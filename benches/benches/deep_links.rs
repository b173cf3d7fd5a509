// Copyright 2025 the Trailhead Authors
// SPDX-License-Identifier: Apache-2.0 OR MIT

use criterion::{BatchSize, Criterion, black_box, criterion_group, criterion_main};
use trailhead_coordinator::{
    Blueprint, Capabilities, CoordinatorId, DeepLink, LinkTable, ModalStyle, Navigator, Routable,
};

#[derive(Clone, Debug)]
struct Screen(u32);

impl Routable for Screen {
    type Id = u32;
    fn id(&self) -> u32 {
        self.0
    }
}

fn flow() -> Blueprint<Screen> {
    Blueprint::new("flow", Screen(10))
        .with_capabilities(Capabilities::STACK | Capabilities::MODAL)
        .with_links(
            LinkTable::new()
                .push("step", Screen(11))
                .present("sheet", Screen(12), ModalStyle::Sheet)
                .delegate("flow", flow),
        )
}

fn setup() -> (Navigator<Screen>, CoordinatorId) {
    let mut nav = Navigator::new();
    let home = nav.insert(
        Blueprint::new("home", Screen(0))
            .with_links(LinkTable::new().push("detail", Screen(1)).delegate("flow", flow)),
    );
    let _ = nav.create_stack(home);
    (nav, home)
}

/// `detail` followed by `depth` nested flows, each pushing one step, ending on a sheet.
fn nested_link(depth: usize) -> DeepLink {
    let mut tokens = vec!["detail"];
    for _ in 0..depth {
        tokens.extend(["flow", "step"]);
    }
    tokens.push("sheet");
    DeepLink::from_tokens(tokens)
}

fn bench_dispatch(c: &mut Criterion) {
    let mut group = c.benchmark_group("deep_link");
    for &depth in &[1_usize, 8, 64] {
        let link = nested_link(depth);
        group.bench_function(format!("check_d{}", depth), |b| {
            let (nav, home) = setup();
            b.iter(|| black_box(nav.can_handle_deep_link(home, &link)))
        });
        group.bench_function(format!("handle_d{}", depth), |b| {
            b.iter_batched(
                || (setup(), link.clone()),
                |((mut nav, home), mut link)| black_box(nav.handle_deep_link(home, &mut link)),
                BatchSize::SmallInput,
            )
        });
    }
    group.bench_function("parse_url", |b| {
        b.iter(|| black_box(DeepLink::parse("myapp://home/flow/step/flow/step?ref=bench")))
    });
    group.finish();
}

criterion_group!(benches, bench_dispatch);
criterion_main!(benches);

###

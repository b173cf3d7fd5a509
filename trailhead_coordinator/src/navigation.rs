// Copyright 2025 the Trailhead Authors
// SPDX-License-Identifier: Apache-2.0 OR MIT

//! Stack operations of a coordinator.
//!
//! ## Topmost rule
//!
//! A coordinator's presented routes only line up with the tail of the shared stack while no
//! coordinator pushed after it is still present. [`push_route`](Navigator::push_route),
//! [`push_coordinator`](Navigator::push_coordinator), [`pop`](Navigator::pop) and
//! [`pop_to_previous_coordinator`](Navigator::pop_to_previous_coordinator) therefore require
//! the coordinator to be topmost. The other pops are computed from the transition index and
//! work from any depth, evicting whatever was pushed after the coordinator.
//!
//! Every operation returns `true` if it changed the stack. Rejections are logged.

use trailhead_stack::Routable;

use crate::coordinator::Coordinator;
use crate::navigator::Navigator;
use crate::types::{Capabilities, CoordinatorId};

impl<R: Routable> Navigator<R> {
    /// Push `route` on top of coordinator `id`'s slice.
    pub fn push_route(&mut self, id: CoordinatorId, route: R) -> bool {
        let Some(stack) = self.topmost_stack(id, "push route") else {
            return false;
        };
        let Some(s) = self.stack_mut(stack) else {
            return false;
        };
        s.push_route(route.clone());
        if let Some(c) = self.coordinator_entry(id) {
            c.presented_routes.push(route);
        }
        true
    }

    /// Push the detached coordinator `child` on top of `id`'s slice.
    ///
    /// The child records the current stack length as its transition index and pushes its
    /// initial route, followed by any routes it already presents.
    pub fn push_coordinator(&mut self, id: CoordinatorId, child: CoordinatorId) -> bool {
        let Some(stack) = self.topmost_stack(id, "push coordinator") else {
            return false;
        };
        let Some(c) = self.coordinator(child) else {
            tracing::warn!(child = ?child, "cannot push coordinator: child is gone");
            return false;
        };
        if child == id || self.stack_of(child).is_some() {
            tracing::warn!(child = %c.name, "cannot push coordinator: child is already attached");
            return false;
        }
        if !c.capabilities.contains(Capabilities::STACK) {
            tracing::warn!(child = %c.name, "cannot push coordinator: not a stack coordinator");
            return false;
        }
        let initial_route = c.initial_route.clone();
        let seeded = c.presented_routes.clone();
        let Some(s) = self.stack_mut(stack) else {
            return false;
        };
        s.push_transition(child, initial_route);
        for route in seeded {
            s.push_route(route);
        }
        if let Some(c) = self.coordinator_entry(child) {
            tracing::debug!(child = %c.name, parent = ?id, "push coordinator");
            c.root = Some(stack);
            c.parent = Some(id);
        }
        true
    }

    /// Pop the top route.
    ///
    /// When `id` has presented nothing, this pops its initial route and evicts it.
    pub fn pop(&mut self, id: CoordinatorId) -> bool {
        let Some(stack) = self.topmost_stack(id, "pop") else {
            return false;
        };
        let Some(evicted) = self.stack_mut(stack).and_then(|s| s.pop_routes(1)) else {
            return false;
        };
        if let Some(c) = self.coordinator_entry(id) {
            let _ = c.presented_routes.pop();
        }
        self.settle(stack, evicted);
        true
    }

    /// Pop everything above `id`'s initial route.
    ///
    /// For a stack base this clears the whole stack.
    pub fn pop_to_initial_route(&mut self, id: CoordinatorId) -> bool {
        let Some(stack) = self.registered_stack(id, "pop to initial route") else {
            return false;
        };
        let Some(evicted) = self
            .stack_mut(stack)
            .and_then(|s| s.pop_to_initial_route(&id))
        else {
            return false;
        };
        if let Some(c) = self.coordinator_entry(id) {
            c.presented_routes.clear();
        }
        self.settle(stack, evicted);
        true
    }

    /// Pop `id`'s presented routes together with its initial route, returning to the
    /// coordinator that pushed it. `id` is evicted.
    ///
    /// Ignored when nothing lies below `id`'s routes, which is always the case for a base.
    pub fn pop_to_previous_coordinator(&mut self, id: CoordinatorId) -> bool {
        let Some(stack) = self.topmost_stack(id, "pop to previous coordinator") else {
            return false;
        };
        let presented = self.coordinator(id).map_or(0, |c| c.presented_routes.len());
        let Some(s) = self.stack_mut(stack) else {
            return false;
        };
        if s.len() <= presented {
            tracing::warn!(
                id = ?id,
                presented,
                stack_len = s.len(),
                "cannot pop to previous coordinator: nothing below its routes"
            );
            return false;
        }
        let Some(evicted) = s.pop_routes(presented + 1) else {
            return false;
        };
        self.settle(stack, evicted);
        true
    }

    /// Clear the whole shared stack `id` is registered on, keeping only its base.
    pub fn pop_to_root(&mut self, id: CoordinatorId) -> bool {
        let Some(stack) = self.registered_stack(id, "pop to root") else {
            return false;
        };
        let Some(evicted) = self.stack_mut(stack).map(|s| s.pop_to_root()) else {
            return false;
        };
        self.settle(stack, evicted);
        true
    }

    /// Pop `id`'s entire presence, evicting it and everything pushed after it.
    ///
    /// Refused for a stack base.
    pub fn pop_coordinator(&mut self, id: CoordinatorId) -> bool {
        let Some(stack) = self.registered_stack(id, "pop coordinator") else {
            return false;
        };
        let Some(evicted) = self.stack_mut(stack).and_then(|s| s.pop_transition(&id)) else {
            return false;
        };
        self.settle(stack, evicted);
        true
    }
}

###

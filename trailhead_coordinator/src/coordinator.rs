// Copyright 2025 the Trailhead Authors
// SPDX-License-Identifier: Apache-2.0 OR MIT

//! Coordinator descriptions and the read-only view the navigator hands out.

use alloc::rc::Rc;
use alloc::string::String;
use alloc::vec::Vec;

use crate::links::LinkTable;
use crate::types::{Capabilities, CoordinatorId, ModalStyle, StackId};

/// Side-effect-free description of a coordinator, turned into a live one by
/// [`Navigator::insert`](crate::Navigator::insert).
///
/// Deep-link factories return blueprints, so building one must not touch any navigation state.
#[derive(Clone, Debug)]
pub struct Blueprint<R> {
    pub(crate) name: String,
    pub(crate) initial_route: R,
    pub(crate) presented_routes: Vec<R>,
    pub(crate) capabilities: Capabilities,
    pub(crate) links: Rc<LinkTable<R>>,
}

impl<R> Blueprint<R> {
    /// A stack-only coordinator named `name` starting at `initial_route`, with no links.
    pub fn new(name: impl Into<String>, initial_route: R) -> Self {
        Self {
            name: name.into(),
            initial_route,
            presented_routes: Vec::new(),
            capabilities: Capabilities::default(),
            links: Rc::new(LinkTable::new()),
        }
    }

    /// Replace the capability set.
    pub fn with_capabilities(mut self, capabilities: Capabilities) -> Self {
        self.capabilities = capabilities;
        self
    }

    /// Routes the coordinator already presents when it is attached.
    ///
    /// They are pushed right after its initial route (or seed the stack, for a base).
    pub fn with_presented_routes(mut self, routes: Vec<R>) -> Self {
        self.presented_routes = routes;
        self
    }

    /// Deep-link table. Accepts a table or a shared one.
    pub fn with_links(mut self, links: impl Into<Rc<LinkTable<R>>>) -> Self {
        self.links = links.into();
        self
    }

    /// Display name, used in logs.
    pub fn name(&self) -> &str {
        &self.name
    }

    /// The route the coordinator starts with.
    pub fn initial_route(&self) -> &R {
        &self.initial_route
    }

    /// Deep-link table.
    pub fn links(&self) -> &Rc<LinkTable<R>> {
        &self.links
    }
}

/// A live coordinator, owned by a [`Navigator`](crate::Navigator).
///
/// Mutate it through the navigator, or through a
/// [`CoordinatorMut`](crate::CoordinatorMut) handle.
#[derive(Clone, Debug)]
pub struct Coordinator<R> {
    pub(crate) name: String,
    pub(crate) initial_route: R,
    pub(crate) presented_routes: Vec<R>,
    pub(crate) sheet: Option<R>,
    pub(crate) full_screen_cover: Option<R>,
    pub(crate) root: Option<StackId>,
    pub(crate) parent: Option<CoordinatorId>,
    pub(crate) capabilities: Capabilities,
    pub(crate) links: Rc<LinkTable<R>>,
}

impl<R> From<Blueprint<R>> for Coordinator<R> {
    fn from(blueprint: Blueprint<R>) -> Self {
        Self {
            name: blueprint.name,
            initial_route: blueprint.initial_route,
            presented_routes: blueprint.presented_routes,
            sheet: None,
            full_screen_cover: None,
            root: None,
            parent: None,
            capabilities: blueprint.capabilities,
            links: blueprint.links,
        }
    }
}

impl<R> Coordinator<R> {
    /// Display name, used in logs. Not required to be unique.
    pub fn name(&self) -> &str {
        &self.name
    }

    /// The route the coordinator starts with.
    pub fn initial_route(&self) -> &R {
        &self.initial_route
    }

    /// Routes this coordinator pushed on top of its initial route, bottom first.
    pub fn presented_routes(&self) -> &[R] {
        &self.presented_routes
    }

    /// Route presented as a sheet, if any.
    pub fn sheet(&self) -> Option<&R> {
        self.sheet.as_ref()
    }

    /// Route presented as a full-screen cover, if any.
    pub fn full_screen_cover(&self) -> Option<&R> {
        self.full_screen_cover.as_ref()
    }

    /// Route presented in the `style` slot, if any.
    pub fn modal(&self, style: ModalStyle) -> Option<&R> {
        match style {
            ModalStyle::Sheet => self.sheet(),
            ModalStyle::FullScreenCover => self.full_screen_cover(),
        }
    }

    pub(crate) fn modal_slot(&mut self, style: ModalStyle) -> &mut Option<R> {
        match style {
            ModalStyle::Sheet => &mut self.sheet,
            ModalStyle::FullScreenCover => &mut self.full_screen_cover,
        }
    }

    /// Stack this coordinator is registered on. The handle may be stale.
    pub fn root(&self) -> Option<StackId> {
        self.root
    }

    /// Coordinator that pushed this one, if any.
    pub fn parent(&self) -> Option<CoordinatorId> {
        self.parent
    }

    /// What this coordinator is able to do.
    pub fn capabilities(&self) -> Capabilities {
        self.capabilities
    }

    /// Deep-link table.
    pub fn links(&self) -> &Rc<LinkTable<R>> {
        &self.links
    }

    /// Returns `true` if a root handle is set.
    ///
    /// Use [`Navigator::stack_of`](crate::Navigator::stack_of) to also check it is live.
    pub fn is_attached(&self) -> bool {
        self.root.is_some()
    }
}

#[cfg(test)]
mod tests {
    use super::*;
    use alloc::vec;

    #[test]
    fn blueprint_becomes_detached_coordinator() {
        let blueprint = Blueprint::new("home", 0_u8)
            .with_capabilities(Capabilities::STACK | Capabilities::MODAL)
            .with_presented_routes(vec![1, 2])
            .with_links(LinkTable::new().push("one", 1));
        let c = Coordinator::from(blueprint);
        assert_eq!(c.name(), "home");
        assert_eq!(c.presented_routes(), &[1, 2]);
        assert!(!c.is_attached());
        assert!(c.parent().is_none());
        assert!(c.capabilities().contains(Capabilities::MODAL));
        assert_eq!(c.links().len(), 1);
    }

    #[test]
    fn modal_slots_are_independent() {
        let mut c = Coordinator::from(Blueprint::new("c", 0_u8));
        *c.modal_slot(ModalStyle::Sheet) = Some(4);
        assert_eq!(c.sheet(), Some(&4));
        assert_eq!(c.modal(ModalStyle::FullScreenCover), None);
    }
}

###

• Problem to solve:
Go through the records. Copy each line where "delegate" appears.

• Answer space:
                .delegate("flow", flow),
            .with_links(LinkTable::new().push("detail", Screen(1)).delegate("flow", flow)),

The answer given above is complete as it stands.